Wherever "nothing" occurs in the entries, copy the line that holds it.

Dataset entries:

'''

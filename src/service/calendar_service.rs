use log::warn;

use crate::db::DbResult;
use crate::models::event::{join_people, Event, NewEvent};
use crate::service::approval_prompt::ApprovalPromptService;
use crate::service::openai_service::OpenAIClient;
use crate::store::EventStore;

/// Which events a clear request covers. The dispatcher builds this from
/// the model's arguments; `All` is only reachable when both bounds were
/// omitted.
#[derive(Debug, Clone, PartialEq)]
pub enum ClearRange {
    All,
    Day(String),
    Span(String, String),
}

#[derive(Debug, Clone, Copy, PartialEq, Eq)]
pub enum ClearOutcome {
    Deleted(usize),
    Declined,
}

pub struct CalendarService;

impl CalendarService {
    /// Adds one event. `end_time` falls back to `start_time`, `people` to
    /// empty; the originating prompt is kept for audit.
    pub fn add_entry(
        store: &dyn EventStore,
        start_time: &str,
        text: &str,
        end_time: Option<&str>,
        people: &[String],
        prompt: Option<&str>,
    ) -> DbResult<Event> {
        let end_time = end_time.unwrap_or(start_time);
        let people = join_people(people);
        let id = store.create(NewEvent {
            start_time: start_time.to_string(),
            end_time: end_time.to_string(),
            text: text.to_string(),
            people: people.clone(),
            prompt: prompt.map(|p| p.to_string()),
        })?;
        Ok(Event {
            id,
            start_time: start_time.to_string(),
            end_time: end_time.to_string(),
            text: text.to_string(),
            people,
            prompt: prompt.map(|p| p.to_string()),
        })
    }

    /// Events with `start_time >= start_date`, optionally bounded above and
    /// filtered by participants, ascending.
    pub fn lookup_events(
        store: &dyn EventStore,
        start_date: &str,
        end_date: Option<&str>,
        people: Option<&[String]>,
    ) -> DbResult<Vec<Event>> {
        store.query(Some(start_date), end_date, people)
    }

    /// Deletes the covered range and returns the count. `ClearRange::All`
    /// goes through the approval gate first; declining (or failing to read
    /// an answer) deletes nothing.
    pub async fn clear_events(
        store: &dyn EventStore,
        approval: &dyn ApprovalPromptService,
        range: ClearRange,
    ) -> DbResult<ClearOutcome> {
        match range {
            ClearRange::Span(start, end) => {
                Ok(ClearOutcome::Deleted(store.delete_range(&start, &end)?))
            }
            ClearRange::Day(day) => Ok(ClearOutcome::Deleted(store.delete_range(&day, &day)?)),
            ClearRange::All => match approval.confirm_delete_all().await {
                Ok(true) => Ok(ClearOutcome::Deleted(store.delete_all()?)),
                Ok(false) => Ok(ClearOutcome::Declined),
                Err(err) => {
                    warn!("Treating unreadable confirmation as a decline: {}", err);
                    Ok(ClearOutcome::Declined)
                }
            },
        }
    }

    /// Best-effort narrated summary of lookup results. Returns `None` on
    /// bridge failure; the caller has already printed the structured list,
    /// so there is nothing to recover.
    pub async fn narrate_events<C: OpenAIClient + ?Sized>(
        events: &[Event],
        openai: &C,
    ) -> Option<String> {
        let structured: Vec<String> = events
            .iter()
            .map(|event| {
                format!(
                    "start: {}\nend: {}\ntext: {}\npeople: {}",
                    event.start_time, event.end_time, event.text, event.people
                )
            })
            .collect();

        match openai
            .generate_prompt(&structured.join("\n---\n"), "event_summary")
            .await
        {
            Ok(body) => Some(body.trim().to_string()),
            Err(err) => {
                eprintln!(
                    "Failed to generate event summary, showing the plain list only. Error: {}",
                    err
                );
                None
            }
        }
    }
}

'''

- Response for this exercise:
    /// an answer) deletes nothing.
    /// so there is nothing to recover.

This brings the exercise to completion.